Our Bright Young Librarians series continues today with Peter Sjökvist, Librarian at the Section for Early Printed Books and Special Collections, Uppsala University Library in Sweden.
How did you get started in rare books?
Well, I remember that old books fascinated me already as a child, but it was when I studied Latin at the university, specializing in Latin from the early modern period, that my real interest in this wonderful material grew. During my education in library and information science at Uppsala University (Sweden) cataloguing and early printed books were soon the two fields which I really wanted to explore further, and I have continued to do so ever since, in one way or another. Since I have a background as a researcher in neo-Latin, having defended my PhD thesis in Latin at the same university in 2007, I try to combine research and librarianship as much as possible. And the common denominator is rare books.
What is your role at your institution?
As a librarian at the Section for Early Printed Books and Special Collections in the old main building of Uppsala University Library, called Carolina Rediviva, my main responsibility is cataloguing of early printed books. This library has wonderful collections from all ages, so it is really a pleasure. But the work includes so many other things as well: to receive and to show the collections to visiting students and groups, to assist researchers, to arrange seminars, to write articles, etc.

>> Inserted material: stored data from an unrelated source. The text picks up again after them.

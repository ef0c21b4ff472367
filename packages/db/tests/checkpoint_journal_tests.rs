#![allow(clippy::disallowed_methods)]

mod common;

use std::error::Error;

use db::Transaction;
use db::repositories::{CheckpointRepository, JournalRepository, SequenceRepository};
use jobsdb_core::{JobId, JournalOp, MigrationEvent, MigrationOp, MigrationStatus};
use serde_json::json;

fn import_event(file: &str) -> MigrationEvent {
    MigrationEvent::new(
        MigrationOp::Import,
        "node-1",
        "node-2",
        file,
        MigrationStatus::Exported,
    )
}

#[tokio::test]
async fn test_checkpoint_lifecycle() -> Result<(), Box<dyn Error>> {
    let (db, tables) = common::setup_db().await?;
    let repo = CheckpointRepository::new(db, &tables);

    let first = repo.checkpoint(&import_event("a.jsonl")).await?;
    let second = repo.checkpoint(&import_event("b.jsonl")).await?;
    assert!(first.is_persisted());
    assert!(second.id > first.id);

    let mut advanced = first.clone();
    advanced.reserve(JobId(501), 10);
    let advanced = repo.checkpoint(&advanced).await?;
    assert_eq!(advanced.id, first.id);

    let loaded = repo.get(first.id).await?.expect("checkpoint exists");
    assert_eq!(loaded.status, MigrationStatus::PreparedForImport);
    assert_eq!(loaded.start_seq, 501);
    assert_eq!(loaded.job_count, 10);
    assert_eq!(loaded.last_job_id(), 510);

    let prepared = repo
        .get_checkpoints(MigrationOp::Import, MigrationStatus::PreparedForImport)
        .await?;
    assert_eq!(prepared.len(), 1);
    let exported = repo
        .get_checkpoints(MigrationOp::Import, MigrationStatus::Exported)
        .await?;
    assert_eq!(exported.len(), 1);
    assert_eq!(exported[0].file_location, "b.jsonl");

    let by_file = repo.find_for_file(MigrationOp::Import, "a.jsonl").await?;
    assert_eq!(by_file.map(|e| e.id), Some(first.id));
    assert!(repo.find_for_file(MigrationOp::Export, "a.jsonl").await?.is_none());

    assert_eq!(repo.list_by_op(MigrationOp::Import).await?.len(), 2);
    assert!(repo.get(9999).await?.is_none());

    Ok(())
}

#[tokio::test]
async fn test_setup_checkpoint_payload() -> Result<(), Box<dyn Error>> {
    let (db, tables) = common::setup_db().await?;
    let repo = CheckpointRepository::new(db, &tables);

    assert!(repo.find_setup(MigrationOp::Import).await?.is_none());

    let setup = MigrationEvent::new(MigrationOp::Import, "", "node-2", "", MigrationStatus::Setup)
        .with_payload(json!({
            "dataset": {
                "index": "1_1",
                "jobs_table": "gw_jobs_1_1",
                "status_table": "gw_job_status_1_1",
            }
        }));
    repo.checkpoint(&setup).await?;

    let found = repo.find_setup(MigrationOp::Import).await?.expect("setup exists");
    let dataset = found.dataset().expect("dataset in payload");
    assert_eq!(dataset.jobs_table, "gw_jobs_1_1");

    Ok(())
}

#[tokio::test]
async fn test_checkpoint_in_transaction() -> Result<(), Box<dyn Error>> {
    let (db, tables) = common::setup_db().await?;
    let repo = CheckpointRepository::new(db.clone(), &tables);

    let mut txn = Transaction::new();
    assert!(repo.checkpoint_in(&mut txn, &import_event("x.jsonl")).is_err());

    let mut event = import_event("x.jsonl");
    repo.assign_id(&mut event).await?;
    event.status = MigrationStatus::Imported;
    repo.checkpoint_in(&mut txn, &event)?;
    txn.push("THROW 'abort'");
    assert!(txn.commit(&db).await.is_err());
    assert!(repo.get(event.id).await?.is_none());

    let mut txn = Transaction::new();
    repo.checkpoint_in(&mut txn, &event)?;
    txn.commit(&db).await?;
    let stored = repo.get(event.id).await?.expect("committed");
    assert_eq!(stored.status, MigrationStatus::Imported);

    Ok(())
}

#[tokio::test]
async fn test_journal_start_and_done() -> Result<(), Box<dyn Error>> {
    let (db, tables) = common::setup_db().await?;
    let journal = JournalRepository::new(db, &tables);

    let a = journal.mark_start(JournalOp::AddDataset, json!({ "index": "1" })).await?;
    let b = journal.mark_start(JournalOp::ImportSetup, json!({ "index": "1_1" })).await?;
    assert!(b > a);

    let pending: Vec<i64> = journal.pending().await?.iter().map(|e| e.op_id).collect();
    assert_eq!(pending, vec![a, b]);

    journal.mark_done(a).await?;
    let pending = journal.pending().await?;
    assert_eq!(pending.len(), 1);
    assert_eq!(pending[0].operation, JournalOp::ImportSetup);
    assert_eq!(pending[0].payload, json!({ "index": "1_1" }));

    assert!(journal.get(a).await?.expect("entry").is_done());
    assert!(journal.mark_done(12345).await.is_err());

    Ok(())
}

#[tokio::test]
async fn test_sequences() -> Result<(), Box<dyn Error>> {
    let (db, tables) = common::setup_db().await?;
    let sequences = SequenceRepository::new(db, &tables);

    assert_eq!(sequences.current("gw_jobs_1").await?, 0);
    assert_eq!(sequences.next("gw_jobs_1", 3).await?, 1);
    assert_eq!(sequences.next("gw_jobs_1", 1).await?, 4);

    assert_eq!(sequences.raise_to("gw_jobs_1", 100).await?, 100);
    assert_eq!(sequences.raise_to("gw_jobs_1", 50).await?, 100);
    assert_eq!(sequences.next("gw_jobs_1", 2).await?, 101);
    assert_eq!(sequences.current("gw_jobs_1").await?, 102);

    assert!(sequences.next("gw_jobs_1", 0).await.is_err());

    sequences.remove("gw_jobs_1").await?;
    assert_eq!(sequences.current("gw_jobs_1").await?, 0);

    Ok(())
}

Favorite rare book / ephemera that you've handled?
There is actually a gem among the books that I have been working with so far, which is my personal favorite, although it is of course impossible to select just one in reality. But the book I'm thinking of is a book of hours from 1515, printed in Paris on parchment. It used to belong to the order of the Barnabites in Paris, and was donated to our library in the 1960s by a private person. It contains a large amount of wonderfully charming illuminations made by hand. It is an excellent example from the period of transition from manuscript to print culture, and in addition a very beautiful one.
What do you personally collect?
I do not really collect books personally. I have some old ones, but I actually bought them only to use them as handbooks in my Latin research. They are still highly relevant from that point of view, although they were published in the 17th century.
What do you like to do outside of work?
For the moment I exercise and do sports in one way or another as much as I can. Running is the favorite. Rare books and running, that is a perfect combination.
What excites you about rare book librarianship?
It is the fact that you work with and hold history in your hands every day. I never get used to and tired of opening an old book and investigating what it contains, who has owned it, where it has travelled, etc. This is a quite extraordinary thing with our work, and something I try to convey to the visitors I meet at the library. Another thing is of course that rare book librarianship is such a wide field. It is interdisciplinary in its true sense, and presupposes knowledge and interest in subjects ranging from languages and history of all kinds to preservation and practical library management.
Thoughts on the future of special collections / rare book librarianship in Sweden?
In a time when more and more material is digitized, I think our mission is also to stress the importance of the physical objects and the actual copies that our libraries keep. Digitization is of course good and worth all efforts, from several points of view: access, preservation, etc. But when the actual texts are to a large extent available on the Internet, and when the same issues of early printed books have sometimes been digitized by several different institutions worldwide, the libraries still keep the physical copies. We should therefore more than previously try to investigate the contexts of the single copies, i.e. provenances, their history, annotations in hand, book bindings, etc., and pass the information on to the users in catalogue records and other ways.
More typical of rare book librarianship in Sweden is probably one aspect that we recently highlighted in a national seminar at out library. From the wars of the Swedish armies on the continent (especially Poland, Germany and Denmark) in the 17th century, there is in several Swedish libraries a substantial portion of books that were taken as war booty during these campaigns. The question is surely delicate, and not always so pleasant to deal with. Taking cultural objects as war booty is strictly against the international laws of our time, but in the 17th century it was actually allowed, following the principles established by Hugo Grotius. Sometimes restoration of material was also settled in peace treaties. But now when more than three hundred years have passed, we still have to deal with the matter in a way that is respectful to all parts. And here the new technology is extremely helpful. By increased possibilities to give access to material online, we could actually restore these collections to researchers in their countries of origin virtually, when physical restoration is no longer an alternative. To do so could be one of the main priorities for Swedish rare book librarians in the near future, I think.
Any unusual or interesting collection at your library you'd like to draw our attention to?
We have for example a Copernicana-collection, taken as war booty from Frombork (Frauenburg) in Poland in 1626, which contains books once owned by the famous Polish astronomer Nicolaus Copernicus. Another is the Bodoni-collection, which is the most important collection of printed material produced by the Giambattista Bodoni outside of Parma. In our manuscript department we have for example the Düben-collection, containing music manuscripts and printed items gathered by the Swede Gustav Düben, who was music director at the royal Swedish court in the 17th century. Among other things it contains a big portion of vocal music composed by Buxtehude.
Any upcoming exhibitions at your library?
Next year we will arrange two different exhibitions, both celebrating the anniversaries of important historical persons. The first, opening in May next year, will be on the anatomist Andreas Vesalius, who was born in 1514. The second, which will open in the autumn, will be on Aldus Manutius, who died in 1515.